Le monde est Un – vieille sagesse antique – et nous ne pouvons le connaître, c’est-à-dire en faire l’expérience, qu’avec les moyens qui sont les nôtres, en explorant ses dimensions matérielle et spirituelle. C’est une évidence, mais dès ce pauvre truisme dépassé, toute métaphysique devient insaisissable et avouons-le, indicible, même avec les outils de la philosophie ; restent alors la poésie gnostique et la symbolique ésotérique, et les religions ne se privent pas d’en user. Car ces concepts de matière et d’esprit, concepts épistémiques s’ils en sont, n’ont de réalité que relativement à notre nature, et à notre façon humaine d’être en relation avec le monde.

Et ces deux « dimensions » sont deux représentations du même objet-monde, inconcevable par ailleurs, et on ne peut donc les séparer que formellement ou méthodologiquement ; encore que cette séparation ne démêle pas grand-chose, et ne dise rien d’essentiel. La dimension matérielle du monde nous est accessible par les sens qui la dévoilent, mais à quoi servent les sens sur le plan simplement opératoire sans la capacité de représentation, c’est-à-dire d’invention de notre cerveau ? Car chaque image du monde, ou des objets qui le composent, est une invention, une création humaine, et son objectivité se réduit à la subsomption d’une perception singulière à l’espèce ou au genre, qui, considérant des sujets de même nature, leur fait voir, dans les mêmes circonstances, la même chose – ce que je vois, ce que je sens, ce que je ressens, c’est peu ou prou ce que voit, sent, ressent mon espèce, homo sapiens sapiens. Et par ailleurs, comment notre intelligence pourrait-elle être capable de créer des pensées, de conscientiser des émotions, d’inventer des concepts sans d’une part prendre appui sur ce que nous percevons de la matérialité du monde, et d’autre part utiliser des supports biochimiques pour matérialiser l’information ?

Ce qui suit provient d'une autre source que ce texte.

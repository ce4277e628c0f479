//! Parameter identifiers and the lock-free parameter store.
//!
//! A control thread writes plain f32 values into the [`ParamStore`]; the
//! audio thread reads them at block boundaries as smoothing targets. Values
//! travel as `f32` bit patterns in `AtomicU32` with relaxed ordering: each
//! parameter is an independent scalar, so no cross-parameter ordering is
//! needed and no value can tear.

use std::sync::atomic::{AtomicU32, Ordering};

use cinder_core::ParamDescriptor;

/// Identifies one of the engine's parameters.
#[derive(Debug, Clone, Copy, PartialEq, Eq, Hash)]
#[repr(usize)]
pub enum ParamId {
    /// Reverb decay time in seconds.
    Decay,
    /// Octave-up feedback injection amount.
    Shimmer,
    /// Room size (scales delay taps and damping).
    Size,
    /// Lo-fi degrader amount.
    Degrade,
    /// Wavefolder amount.
    Fold,
    /// Blend between degraded (0) and folded (1) destruction.
    Dirt,
    /// Input drive into the tanh saturator.
    Drive,
    /// In-feedback saturation amount.
    Burn,
    /// Sidechain ducking depth.
    Duck,
    /// Dry/wet mix.
    Mix,
    /// Pre/post destruction routing blend.
    Pre,
}

impl ParamId {
    /// Number of parameters.
    pub const COUNT: usize = 11;

    /// All parameters in storage order.
    pub const ALL: [ParamId; Self::COUNT] = [
        ParamId::Decay,
        ParamId::Shimmer,
        ParamId::Size,
        ParamId::Degrade,
        ParamId::Fold,
        ParamId::Dirt,
        ParamId::Drive,
        ParamId::Burn,
        ParamId::Duck,
        ParamId::Mix,
        ParamId::Pre,
    ];

    /// Range, default, and display metadata for this parameter.
    #[must_use]
    pub const fn descriptor(self) -> ParamDescriptor {
        match self {
            ParamId::Decay => ParamDescriptor::new("Decay", "decay", 0.1, 30.0, 2.0),
            ParamId::Shimmer => ParamDescriptor::unit("Shimmer", "shimmer", 0.0),
            ParamId::Size => ParamDescriptor::unit("Size", "size", 0.5),
            ParamId::Degrade => ParamDescriptor::unit("Degrade", "degrade", 0.0),
            ParamId::Fold => ParamDescriptor::unit("Fold", "fold", 0.0),
            ParamId::Dirt => ParamDescriptor::unit("Dirt", "dirt", 0.5),
            ParamId::Drive => ParamDescriptor::unit("Drive", "drive", 0.0),
            ParamId::Burn => ParamDescriptor::unit("Burn", "burn", 0.0),
            ParamId::Duck => ParamDescriptor::unit("Duck", "duck", 0.0),
            ParamId::Mix => ParamDescriptor::unit("Mix", "mix", 0.3),
            ParamId::Pre => ParamDescriptor::unit("Pre", "pre", 0.0),
        }
    }

    /// Stable identifier used in presets and state files.
    #[must_use]
    pub const fn string_id(self) -> &'static str {
        self.descriptor().string_id
    }

    /// Look a parameter up by its string identifier.
    #[must_use]
    pub fn from_string_id(id: &str) -> Option<Self> {
        Self::ALL.iter().copied().find(|p| p.string_id() == id)
    }

    #[inline]
    fn index(self) -> usize {
        self as usize
    }
}

/// Lock-free parameter store shared between the control and audio threads.
///
/// # Example
///
/// ```rust
/// use cinder_engine::{ParamId, ParamStore};
///
/// let store = ParamStore::new();
/// store.set(ParamId::Mix, 0.8);
/// assert_eq!(store.get(ParamId::Mix), 0.8);
/// // Out-of-range values are clamped, never rejected
/// store.set(ParamId::Decay, 500.0);
/// assert_eq!(store.get(ParamId::Decay), 30.0);
/// ```
#[derive(Debug)]
pub struct ParamStore {
    values: [AtomicU32; ParamId::COUNT],
}

impl ParamStore {
    /// Create a store with every parameter at its default.
    #[must_use]
    pub fn new() -> Self {
        Self {
            values: std::array::from_fn(|i| {
                AtomicU32::new(ParamId::ALL[i].descriptor().default.to_bits())
            }),
        }
    }

    /// Write a parameter value, clamped to its valid range.
    pub fn set(&self, id: ParamId, value: f32) {
        let clamped = id.descriptor().clamp(value);
        self.values[id.index()].store(clamped.to_bits(), Ordering::Relaxed);
    }

    /// Read a parameter value.
    #[must_use]
    pub fn get(&self, id: ParamId) -> f32 {
        f32::from_bits(self.values[id.index()].load(Ordering::Relaxed))
    }

}

impl Default for ParamStore {
    fn default() -> Self {
        Self::new()
    }
}

#[cfg(test)]
mod tests {
    use super::*;

    #[test]
    fn defaults_match_descriptors() {
        let store = ParamStore::new();
        for id in ParamId::ALL {
            assert_eq!(store.get(id), id.descriptor().default, "{id:?}");
        }
    }

    #[test]
    fn set_clamps_to_range() {
        let store = ParamStore::new();
        store.set(ParamId::Decay, -5.0);
        assert_eq!(store.get(ParamId::Decay), 0.1);
        store.set(ParamId::Shimmer, 2.0);
        assert_eq!(store.get(ParamId::Shimmer), 1.0);
    }

    #[test]
    fn string_id_roundtrip() {
        for id in ParamId::ALL {
            assert_eq!(ParamId::from_string_id(id.string_id()), Some(id));
        }
        assert_eq!(ParamId::from_string_id("nope"), None);
    }

    #[test]
    fn store_is_shareable_across_threads() {
        use std::sync::Arc;

        let store = Arc::new(ParamStore::new());
        let writer = Arc::clone(&store);
        let handle = std::thread::spawn(move || {
            for i in 0..1000 {
                writer.set(ParamId::Mix, i as f32 / 1000.0);
            }
        });
        for _ in 0..1000 {
            let v = store.get(ParamId::Mix);
            assert!((0.0..=1.0).contains(&v));
        }
        handle.join().unwrap();
    }
}
//! One-pole lowpass damping filter.
//!
//! The FDN applies frequency-dependent decay by running every feedback
//! channel through a one-pole lowpass:
//!
//! ```text
//! y[n] = y[n-1] + coeff * (x[n] - y[n-1])
//! ```
//!
//! Unlike a cutoff-frequency filter, the coefficient here is driven directly
//! by the room-size parameter (`0.2 + size * 0.4`): a larger coefficient
//! tracks the input faster and damps less, giving a brighter tail. State is
//! flushed to zero below the denormal guard so long decay tails cannot stall
//! the CPU.

use crate::flush_denormal;

/// One-pole lowpass with a directly-set smoothing coefficient.
///
/// # Invariants
///
/// - `coeff` is clamped to [0, 1]; at 0 the output freezes, at 1 the filter
///   is a pass-through
/// - `state` is flushed to zero when below 1e-20
#[derive(Debug, Clone, Default)]
pub struct DampingFilter {
    state: f32,
    coeff: f32,
}

impl DampingFilter {
    /// Create a damping filter with the given coefficient.
    pub fn new(coeff: f32) -> Self {
        Self {
            state: 0.0,
            coeff: coeff.clamp(0.0, 1.0),
        }
    }

    /// Set the smoothing coefficient (clamped to [0, 1]).
    #[inline]
    pub fn set_coeff(&mut self, coeff: f32) {
        self.coeff = coeff.clamp(0.0, 1.0);
    }

    /// Current smoothing coefficient.
    pub fn coeff(&self) -> f32 {
        self.coeff
    }

    /// Process one sample through the lowpass.
    #[inline]
    pub fn process(&mut self, input: f32) -> f32 {
        self.state = flush_denormal(self.state + self.coeff * (input - self.state));
        self.state
    }

    /// Reset filter state to zero.
    pub fn reset(&mut self) {
        self.state = 0.0;
    }
}

#[cfg(test)]
mod tests {
    use super::*;

    #[test]
    fn passes_dc() {
        let mut lp = DampingFilter::new(0.3);
        let mut out = 0.0;
        for _ in 0..1000 {
            out = lp.process(1.0);
        }
        assert!((out - 1.0).abs() < 1e-4, "DC should pass, got {out}");
    }

    #[test]
    fn attenuates_nyquist() {
        let mut lp = DampingFilter::new(0.2);
        let mut sum = 0.0f32;
        for i in 0..4800 {
            let input = if i % 2 == 0 { 1.0 } else { -1.0 };
            sum += lp.process(input).abs();
        }
        let avg = sum / 4800.0;
        assert!(avg < 0.2, "Nyquist should be attenuated, avg = {avg}");
    }

    #[test]
    fn unity_coeff_is_passthrough() {
        let mut lp = DampingFilter::new(1.0);
        assert_eq!(lp.process(0.5), 0.5);
        assert_eq!(lp.process(-0.25), -0.25);
    }

    #[test]
    fn coeff_is_clamped() {
        let lp = DampingFilter::new(3.0);
        assert_eq!(lp.coeff(), 1.0);
        let lp = DampingFilter::new(-1.0);
        assert_eq!(lp.coeff(), 0.0);
    }

    #[test]
    fn reset_clears_state() {
        let mut lp = DampingFilter::new(0.5);
        lp.process(1.0);
        lp.reset();
        assert_eq!(lp.process(0.0), 0.0);
    }
}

Nos sens appréhendent des phénomènes dont l’occurrence et le processus de développement sont déterminés par des lois que l’on nomme lois de la nature ; en déclarant faussement que la nature obéit à des lois, alors qu’elle est « simplement » cet ensemble de lois. Notre entendement a les siennes qui le déterminent et lui donnent sa forme logique, raisonnable, et que la philosophie grecque appelait logos. Mais toutes ces lois de nature, c’est-à-dire ces déterminants structurants[1]qui préexistent et aux phénomènes et aux pensées forment une Loi unique qu’Héraclite appelait Le Logos (je l’écris ici en majuscule, pour le distinguer du simple discours sur le monde). Le Logos étant pour lui le discours vrai, ou le discours de vérité, ou encore la description (loi) de la vérité du monde. Le Logos est donc l’essence du monde, et ce qui le façonne tel qu’il est et tel que nous le percevons. Essence et géométrie. C’est au sens premier de cette formule, l’alpha et l’oméga du monde. Il préexiste au monde (en alpha), pour en prédéterminer son avenir. Il est omnipotent – rien n’échappe à ces lois –, éternel (en oméga). Il est à l’œuvre à la Genèse des choses et à leur Apocalypse. Puisque j’en suis venu à une gnose chrétienne, rappelons le début de l’Evangile de Jean, « le disciple que Jésus aimait », intellectuel[2]de culture grecque et de tradition stoïcienne : « Au début était le Logos et le Logos était auprès de Dieu, et le Logos était Dieu ». Chacun sait que ce texte est écrit, dans sa version originale, en grec, la langue de l’élite intellectuelle de l’époque, au moins celle de la culture, des arts et de la philosophie. La tradition chrétienne traduit ici logos par discours, quelques fois par verbe, probablement en référence à la Genèse biblique qui conte un dieu qui créé par la parole – et ce dernier point méritera un autre développement. Mais à trop vouloir, par fidélité, faire jouer en écho les symboles, on peut obscurcir les textes. Pour ma part, j’en reste ici à mes sources gréco-latines, à l’empreinte stoïcienne dans cette formule, et par ailleurs,  fidèle à Spinoza – autre référence, autre temps, autre contexte –, je considère que le Logos est assimilable à la Morale.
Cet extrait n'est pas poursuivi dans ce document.